The same is true for home-based assets. Many people accumulate multiple UK bank accounts, shareholdings and funds held with investment platforms over the years. After death, however, each additional account then creates more work.
Each and every bank or investment provider must be contacted separately. They will have their own closure forms, identity requirements and timelines. AI has not yet simplified this! Even within the UK, multiple accounts can slow matters down and increase professional costs. Consolidating accounts where possible can therefore make a noticeable difference to how quickly and efficiently an estate can be dealt with.
It is particularly difficult where assets are held abroad. Different countries have different legal systems, succession rules and tax requirements, and an English grant of probate document is rarely enough on its own.
In many cases, executors are required to obtain a separate grant of probate in that foreign jurisdiction where the asset is located. This almost always means instructing a solicitor abroad. Obviously this then means additional legal fees, unfamiliar procedures and considerable delay.
Shares held abroad can be particularly difficult to deal with when they are registered directly with individual company registrars, rather than being held through a central investment firm or platform. Each registrar will have its own requirements, documentation standards and timescales. Executors can find themselves dealing with multiple overseas registrars, each applying different rules, which can make the process extremely slow and frustrating.

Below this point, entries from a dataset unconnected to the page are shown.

//! Per-core scheduler information.

use super::ids::CompoundModuleId;
use crate::codec::{ByteStreamReader, ByteStreamWriter, StreamResult, Streamable};
use serde::Serialize;

/// A task and the module instances it runs
#[derive(Debug, Clone, PartialEq, Eq, Serialize)]
pub struct TaskProps {
    pub task_id: u32,
    pub module_instances: Vec<CompoundModuleId>,
}

impl Streamable for TaskProps {
    fn read_from(reader: &mut ByteStreamReader<'_>) -> StreamResult<Self> {
        Ok(Self {
            task_id: reader.read()?,
            module_instances: reader.read_vec::<u32, CompoundModuleId>()?,
        })
    }

    fn write_to(&self, writer: &mut ByteStreamWriter) {
        writer.write(&self.task_id);
        writer.write_vec::<u32, CompoundModuleId>(&self.module_instances);
    }
}

#[derive(Debug, Clone, PartialEq, Eq, Serialize)]
pub struct SchedulerProps {
    pub processing_domain: u32,
    pub core_id: u32,
    pub tasks: Vec<TaskProps>,
}

impl Streamable for SchedulerProps {
    fn read_from(reader: &mut ByteStreamReader<'_>) -> StreamResult<Self> {
        Ok(Self {
            processing_domain: reader.read()?,
            core_id: reader.read()?,
            tasks: reader.read_vec::<u32, TaskProps>()?,
        })
    }

    fn write_to(&self, writer: &mut ByteStreamWriter) {
        writer.write(&self.processing_domain);
        writer.write(&self.core_id);
        writer.write_vec::<u32, TaskProps>(&self.tasks);
    }
}

/// Schedulers of one DSP core
#[derive(Debug, Clone, PartialEq, Eq, Default, Serialize)]
pub struct SchedulersInfo {
    pub schedulers: Vec<SchedulerProps>,
}

impl SchedulersInfo {
    /// Every module instance referenced by any task, in encounter order
    pub fn module_instances(&self) -> impl Iterator<Item = CompoundModuleId> + '_ {
        self.schedulers
            .iter()
            .flat_map(|scheduler| scheduler.tasks.iter())
            .flat_map(|task| task.module_instances.iter().copied())
    }
}

impl Streamable for SchedulersInfo {
    fn read_from(reader: &mut ByteStreamReader<'_>) -> StreamResult<Self> {
        Ok(Self {
            schedulers: reader.read_vec::<u32, SchedulerProps>()?,
        })
    }

    fn write_to(&self, writer: &mut ByteStreamWriter) {
        writer.write_vec::<u32, SchedulerProps>(&self.schedulers);
    }
}
//! Common test utilities and helpers

#![allow(dead_code)] // Test utilities may not all be used in every test file

pub mod builders;
pub mod mock_helpers;

use std::time::{Duration, Instant};

/// Upper bound for anything waiting on a worker thread
pub fn test_timeout() -> Duration {
    Duration::from_secs(5)
}

/// Poll `condition` until it holds or the test timeout expires
pub fn wait_until(mut condition: impl FnMut() -> bool) -> bool {
    let deadline = Instant::now() + test_timeout();
    while Instant::now() < deadline {
        if condition() {
            return true;
        }
        std::thread::sleep(Duration::from_millis(5));
    }
    condition()
}

/// Whether `needle` appears contiguously in `haystack`
pub fn contains_slice(haystack: &[u8], needle: &[u8]) -> bool {
    needle.is_empty() || haystack.windows(needle.len()).any(|window| window == needle)
}
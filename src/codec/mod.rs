//! Binary stream codec
//!
//! Maps typed values to and from the firmware's packed, little-endian byte
//! layout. Everything the agent exchanges with the DSP goes through this
//! module.
//!
//! # Value categories
//!
//! - **Integers**: copied verbatim in little-endian order
//! - **Enumerations**: always four bytes on the wire, see [`FirmwareEnum`]
//! - **Fixed-size arrays**: element by element
//! - **Compound types**: implement [`Streamable`] field by field
//! - **Sequences**: a count of caller-chosen width ([`SizeType`]) followed by
//!   the elements, see [`ByteStreamReader::read_vec`]
//!
//! # Example
//!
//! ```ignore
//! use dsp_debug_agent::codec::{ByteStreamReader, ByteStreamWriter};
//!
//! let mut writer = ByteStreamWriter::new();
//! writer.write_vec::<u32, u16>(&[1, 2, 3]);
//!
//! let bytes = writer.into_inner();
//! let mut reader = ByteStreamReader::new(&bytes);
//! let values = reader.read_vec::<u32, u16>()?;
//! assert!(reader.is_eos());
//! ```

pub mod error;
pub mod reader;
pub mod writer;

pub use error::{StreamError, StreamResult};
pub use reader::ByteStreamReader;
pub use writer::ByteStreamWriter;

/// A value with a fixed firmware wire representation.
pub trait Streamable: Sized {
    /// Encoded size when it does not depend on the value
    const WIRE_SIZE: Option<usize> = None;

    fn read_from(reader: &mut ByteStreamReader<'_>) -> StreamResult<Self>;

    fn write_to(&self, writer: &mut ByteStreamWriter);
}

/// Firmware enumerations travel as `u32` whatever their native width.
///
/// Decoding never fails: values outside the known set are kept as raw
/// numbers so they can be reported.
pub trait FirmwareEnum: Copy {
    fn to_raw(self) -> u32;
    fn from_raw(raw: u32) -> Self;
}

/// Integer types usable as a sequence count prefix.
pub trait SizeType: Streamable + Copy {
    fn to_count(self) -> usize;
    fn from_count(count: usize) -> Self;
    fn fits(count: usize) -> bool;
}

macro_rules! impl_integer {
    ($($ty:ty),+) => {
        $(
            impl Streamable for $ty {
                const WIRE_SIZE: Option<usize> = Some(std::mem::size_of::<$ty>());

                #[inline]
                fn read_from(reader: &mut ByteStreamReader<'_>) -> StreamResult<Self> {
                    Ok(<$ty>::from_le_bytes(reader.read_bytes()?))
                }

                #[inline]
                fn write_to(&self, writer: &mut ByteStreamWriter) {
                    writer.write_raw(&self.to_le_bytes());
                }
            }
        )+
    };
}

impl_integer!(u8, u16, u32, u64, i8, i16, i32, i64);

macro_rules! impl_size_type {
    ($($ty:ty),+) => {
        $(
            impl SizeType for $ty {
                #[inline]
                fn to_count(self) -> usize {
                    self as usize
                }

                #[inline]
                fn from_count(count: usize) -> Self {
                    count as $ty
                }

                #[inline]
                fn fits(count: usize) -> bool {
                    <$ty>::try_from(count).is_ok()
                }
            }
        )+
    };
}

impl_size_type!(u8, u16, u32);

impl<T: Streamable, const N: usize> Streamable for [T; N] {
    const WIRE_SIZE: Option<usize> = match T::WIRE_SIZE {
        Some(size) => Some(size * N),
        None => None,
    };

    fn read_from(reader: &mut ByteStreamReader<'_>) -> StreamResult<Self> {
        let mut items = Vec::with_capacity(N);
        for _ in 0..N {
            items.push(reader.read::<T>()?);
        }
        items
            .try_into()
            .map_err(|_| StreamError::Invalid(format!("expected {} array elements", N)))
    }

    fn write_to(&self, writer: &mut ByteStreamWriter) {
        for item in self {
            writer.write(item);
        }
    }
}

/// Declares a firmware enumeration with its display names.
///
/// The generated type has one variant per known value plus `Unknown(u32)`,
/// and implements [`FirmwareEnum`], [`Streamable`] and `Display`.
#[macro_export]
macro_rules! firmware_enum {
    (
        $(#[$meta:meta])*
        $vis:vis enum $name:ident {
            $($(#[$vmeta:meta])* $variant:ident = $value:expr => $label:expr),+ $(,)?
        }
    ) => {
        $(#[$meta])*
        #[derive(Debug, Clone, Copy, PartialEq, Eq, Hash, PartialOrd, Ord, serde::Serialize)]
        $vis enum $name {
            $($(#[$vmeta])* $variant,)+
            /// Value not known to this agent
            Unknown(u32),
        }

        impl $name {
            /// Every known variant, in declaration order
            pub const ALL: &'static [$name] = &[$($name::$variant),+];

            pub fn name(self) -> &'static str {
                match self {
                    $($name::$variant => $label,)+
                    $name::Unknown(_) => "unknown",
                }
            }

            pub fn is_known(self) -> bool {
                !matches!(self, $name::Unknown(_))
            }
        }

        impl $crate::codec::FirmwareEnum for $name {
            fn to_raw(self) -> u32 {
                match self {
                    $($name::$variant => $value,)+
                    $name::Unknown(raw) => raw,
                }
            }

            fn from_raw(raw: u32) -> Self {
                match raw {
                    $(v if v == $value => $name::$variant,)+
                    other => $name::Unknown(other),
                }
            }
        }

        impl $crate::codec::Streamable for $name {
            const WIRE_SIZE: Option<usize> = Some(4);

            fn read_from(
                reader: &mut $crate::codec::ByteStreamReader<'_>,
            ) -> $crate::codec::StreamResult<Self> {
                reader
                    .read::<u32>()
                    .map(<$name as $crate::codec::FirmwareEnum>::from_raw)
            }

            fn write_to(&self, writer: &mut $crate::codec::ByteStreamWriter) {
                writer.write(&<$name as $crate::codec::FirmwareEnum>::to_raw(*self));
            }
        }

        impl std::fmt::Display for $name {
            fn fmt(&self, f: &mut std::fmt::Formatter<'_>) -> std::fmt::Result {
                match self {
                    $name::Unknown(raw) => write!(f, "unknown ({})", raw),
                    known => f.write_str(known.name()),
                }
            }
        }
    };
}

/// Encode a single value into a fresh buffer
pub fn encode<T: Streamable>(value: &T) -> Vec<u8> {
    let mut writer = ByteStreamWriter::new();
    writer.write(value);
    writer.into_inner()
}

/// Decode a single value from the start of `bytes`.
///
/// Trailing bytes are ignored; use [`decode_exact`] when the buffer must hold
/// exactly one value.
pub fn decode<T: Streamable>(bytes: &[u8]) -> StreamResult<T> {
    ByteStreamReader::new(bytes).read()
}

/// Decode a value that must span the whole buffer
pub fn decode_exact<T: Streamable>(bytes: &[u8]) -> StreamResult<T> {
    let mut reader = ByteStreamReader::new(bytes);
    let value = reader.read()?;
    if !reader.is_eos() {
        return Err(StreamError::Invalid(format!(
            "{} trailing bytes after value",
            reader.remaining()
        )));
    }
    Ok(value)
}

#[cfg(test)]
mod tests {
    use super::*;

    firmware_enum! {
        /// Enumeration used by the codec tests
        pub enum Color {
            Red = 0 => "red",
            Green = 1 => "green",
            Blue = 0x10 => "blue",
        }
    }

    #[derive(Debug, Clone, PartialEq)]
    struct Sample {
        id: u16,
        color: Color,
        levels: [u8; 3],
        values: Vec<i32>,
    }

    impl Streamable for Sample {
        fn read_from(reader: &mut ByteStreamReader<'_>) -> StreamResult<Self> {
            Ok(Self {
                id: reader.read()?,
                color: reader.read()?,
                levels: reader.read()?,
                values: reader.read_vec::<u16, i32>()?,
            })
        }

        fn write_to(&self, writer: &mut ByteStreamWriter) {
            writer.write(&self.id);
            writer.write(&self.color);
            writer.write(&self.levels);
            writer.write_vec::<u16, i32>(&self.values);
        }
    }

    #[test]
    fn test_enum_is_four_bytes() {
        assert_eq!(encode(&Color::Blue), vec![0x10, 0, 0, 0]);
        assert_eq!(<Color as Streamable>::WIRE_SIZE, Some(4));
    }

    #[test]
    fn test_enum_unknown_value_preserved() {
        let color: Color = decode(&[0x42, 0, 0, 0]).unwrap();
        assert_eq!(color, Color::Unknown(0x42));
        assert!(!color.is_known());
        assert_eq!(encode(&color), vec![0x42, 0, 0, 0]);
        assert_eq!(color.to_string(), "unknown (66)");
    }

    #[test]
    fn test_compound_layout() {
        let sample = Sample {
            id: 0x0102,
            color: Color::Green,
            levels: [1, 2, 3],
            values: vec![-1],
        };
        let bytes = encode(&sample);
        assert_eq!(
            bytes,
            vec![
                0x02, 0x01, // id
                0x01, 0x00, 0x00, 0x00, // color
                1, 2, 3, // levels
                0x01, 0x00, // count
                0xFF, 0xFF, 0xFF, 0xFF, // values[0]
            ]
        );
        assert_eq!(decode::<Sample>(&bytes).unwrap(), sample);
    }

    #[test]
    fn test_array_wire_size() {
        assert_eq!(<[u32; 4] as Streamable>::WIRE_SIZE, Some(16));
        assert_eq!(<[Sample; 2] as Streamable>::WIRE_SIZE, None);
    }

    #[test]
    fn test_decode_exact_rejects_trailing_bytes() {
        assert_eq!(decode_exact::<u16>(&[1, 0]).unwrap(), 1);
        assert!(matches!(
            decode_exact::<u16>(&[1, 0, 0]),
            Err(StreamError::Invalid(_))
        ));
    }

    use proptest::prelude::*;

    fn color_strategy() -> impl Strategy<Value = Color> {
        prop_oneof![
            Just(Color::Red),
            Just(Color::Green),
            Just(Color::Blue),
            (0x11u32..).prop_map(Color::Unknown),
        ]
    }

    proptest! {
        #[test]
        fn test_compound_round_trip(
            id in any::<u16>(),
            color in color_strategy(),
            levels in any::<[u8; 3]>(),
            values in prop::collection::vec(any::<i32>(), 0..64),
        ) {
            let sample = Sample { id, color, levels, values };
            let bytes = encode(&sample);
            prop_assert_eq!(decode_exact::<Sample>(&bytes).unwrap(), sample);
        }

        #[test]
        fn test_truncated_buffer_is_eos(values in prop::collection::vec(any::<u32>(), 1..32)) {
            let mut writer = ByteStreamWriter::new();
            writer.write_vec::<u32, u32>(&values);
            let bytes = writer.into_inner();

            for cut in 0..bytes.len() {
                let mut reader = ByteStreamReader::new(&bytes[..cut]);
                prop_assert_eq!(reader.read_vec::<u32, u32>(), Err(StreamError::EndOfStream));
                prop_assert!(reader.is_eos());
            }
        }

        #[test]
        fn test_integer_round_trip(a in any::<u64>(), b in any::<i64>(), c in any::<i8>()) {
            let mut writer = ByteStreamWriter::new();
            writer.write(&a);
            writer.write(&b);
            writer.write(&c);
            let bytes = writer.into_inner();
            prop_assert_eq!(bytes.len(), 17);

            let mut reader = ByteStreamReader::new(&bytes);
            prop_assert_eq!(reader.read::<u64>().unwrap(), a);
            prop_assert_eq!(reader.read::<i64>().unwrap(), b);
            prop_assert_eq!(reader.read::<i8>().unwrap(), c);
            prop_assert!(reader.is_eos());
        }
    }
}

Dealing with overseas institutions is generally time consuming. Documentation requirements are often extensive and requests for information can take time to process. Language differences may add another layer of difficulty. Where assets are held in countries with significant time differences, even basic communication can be significantly protracted, with emails and queries taking days rather than hours to resolve, or requiring telephone calls early in the morning or late at night!
All of this has knock-on effects. Estate administration can stall while overseas assets are realised or transferred. Tax positions may need to be revisited, and distributions can be delayed for long periods. Professional fees can multiply as advisers spend more time coordinating matters across borders.
It is therefore prudent to review whether overseas assets are still necessary at the current stage of life. Also to be considered is to bring individually held shares within an investment firm or platform. Even if this incurs some extra commission and fees, this can well be cheaper than the cost of unwinding the shareholdings after death. In some cases, bringing assets back to the UK during life can simplify matters considerably. It goes without saying that tax advice needs to be taken.
A similar review can be helpful for UK-based assets. Reducing the number of bank accounts and investment platforms, where appropriate, can significantly ease the administrative burden later on. Fewer institutions mean fewer forms, fewer delays and clearer oversight. Again, shares held with an investment house can cost less in commission and fees than the cost of liquidating the shareholdings post death.
Consolidation is not about limiting choice or flexibility during life. It is about reducing cost , stress and complexity later on. Addressing these issues during life can save significant time, cost and difficulty in the future.